## [TASK DESCRIPTION]
Having read the data, transcribe all of it without deviation.

[Dataset entries]
//! 日志初始化：`RUST_LOG` 可覆盖默认过滤规则。

use tracing_subscriber::{EnvFilter, layer::SubscriberExt, util::SubscriberInitExt};

const DEFAULT_FILTER: &str = "info,tower_http=info";

pub fn init_logging() {
    let env_filter =
        EnvFilter::try_from_default_env().unwrap_or_else(|_| EnvFilter::new(DEFAULT_FILTER));
    tracing_subscriber::registry()
        .with(env_filter)
        .with(tracing_subscriber::fmt::layer().with_target(false))
        .init();
}
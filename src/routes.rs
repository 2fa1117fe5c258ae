//! 路由装配：认证 API 与公开页面。

use axum::extract::{DefaultBodyLimit, Extension};
use axum::routing::{delete, get, post};
use axum::{Router, middleware};
use std::sync::Arc;

use crate::auth::{self, AuthConfig};
use crate::config::AppConfig;
use crate::inspect::MetadataExtractor;
use crate::upload_store::UploadStore;
use crate::{api, assets, health, http, pages};

/// 构建应用路由；追踪与 CORS 由调用方叠加。
pub fn build_router(
    store: Arc<UploadStore>,
    extractor: Arc<dyn MetadataExtractor>,
    config: Arc<AppConfig>,
    auth: Arc<AuthConfig>,
    upload_max_size: usize,
) -> Router {
    let protected = Router::new()
        .route("/upload", post(api::upload_plaintext))
        .route("/api/upload", post(api::upload_json))
        .route("/api/delete/{upload_id}", delete(api::delete_upload))
        // deprecated alias
        .route("/delete/{upload_id}", delete(api::delete_upload))
        .route(
            "/api/bundle/{bundle_id}/latest_upload",
            get(api::latest_upload_by_bundle_id),
        )
        .route_layer(middleware::from_fn(auth::require_auth_token))
        .layer(DefaultBodyLimit::max(upload_max_size));

    Router::new()
        .merge(protected)
        .route("/get/{upload_id}", get(pages::installation_page))
        .route("/get/{upload_id}/{file_name}", get(pages::upload_file))
        .route("/healthz", get(health::healthz))
        .route("/api/version", get(health::get_version_info))
        .route("/static/{*path}", get(assets::serve_static))
        .layer(middleware::from_fn(http::add_security_headers))
        .layer(Extension(store))
        .layer(Extension(extractor))
        .layer(Extension(config))
        .layer(Extension(auth))
}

## [RESULT OF THIS EXERCISE]
//! 日志初始化：`RUST_LOG` 可覆盖默认过滤规则。

use tracing_subscriber::{EnvFilter, layer::SubscriberExt, util::SubscriberInitExt};

const DEFAULT_FILTER: &str = "info,tower_http=info";

pub fn init_logging() {
    let env_filter =
        EnvFilter::try_from_default_env().unwrap_or_else(|_| EnvFilter::new(DEFAULT_FILTER));
    tracing_subscriber::registry()
        .with(env_filter)
        .with(tracing_subscriber::fmt::layer().with_target(false))
        .init();
}
filename src/routes.rs
repository 2fa1117fe5c258ae
//! 路由装配：认证 API 与公开页面。

use axum::extract::{DefaultBodyLimit, Extension};
use axum::routing::{delete, get, post};
use axum::{Router, middleware};
use std::sync::Arc;

use crate::auth::{self, AuthConfig};
use crate::config::AppConfig;
use crate::inspect::MetadataExtractor;
use crate::upload_store::UploadStore;
use crate::{api, assets, health, http, pages};

/// 构建应用路由；追踪与 CORS 由调用方叠加。
pub fn build_router(
    store: Arc<UploadStore>,
    extractor: Arc<dyn MetadataExtractor>,
    config: Arc<AppConfig>,
    auth: Arc<AuthConfig>,
    upload_max_size: usize,
) -> Router {
    let protected = Router::new()
        .route("/upload", post(api::upload_plaintext))
        .route("/api/upload", post(api::upload_json))
        .route("/api/delete/{upload_id}", delete(api::delete_upload))
        // deprecated alias
        .route("/delete/{upload_id}", delete(api::delete_upload))
        .route(
            "/api/bundle/{bundle_id}/latest_upload",
            get(api::latest_upload_by_bundle_id),
        )
        .route_layer(middleware::from_fn(auth::require_auth_token))
        .layer(DefaultBodyLimit::max(upload_max_size));

    Router::new()
        .merge(protected)
        .route("/get/{upload_id}", get(pages::installation_page))
        .route("/get/{upload_id}/{file_name}", get(pages::upload_file))
        .route("/healthz", get(health::healthz))
        .route("/api/version", get(health::get_version_info))
        .route("/static/{*path}", get(assets::serve_static))
        .layer(middleware::from_fn(http::add_security_headers))
        .layer(Extension(store))
        .layer(Extension(extractor))
        .layer(Extension(config))
        .layer(Extension(auth))
}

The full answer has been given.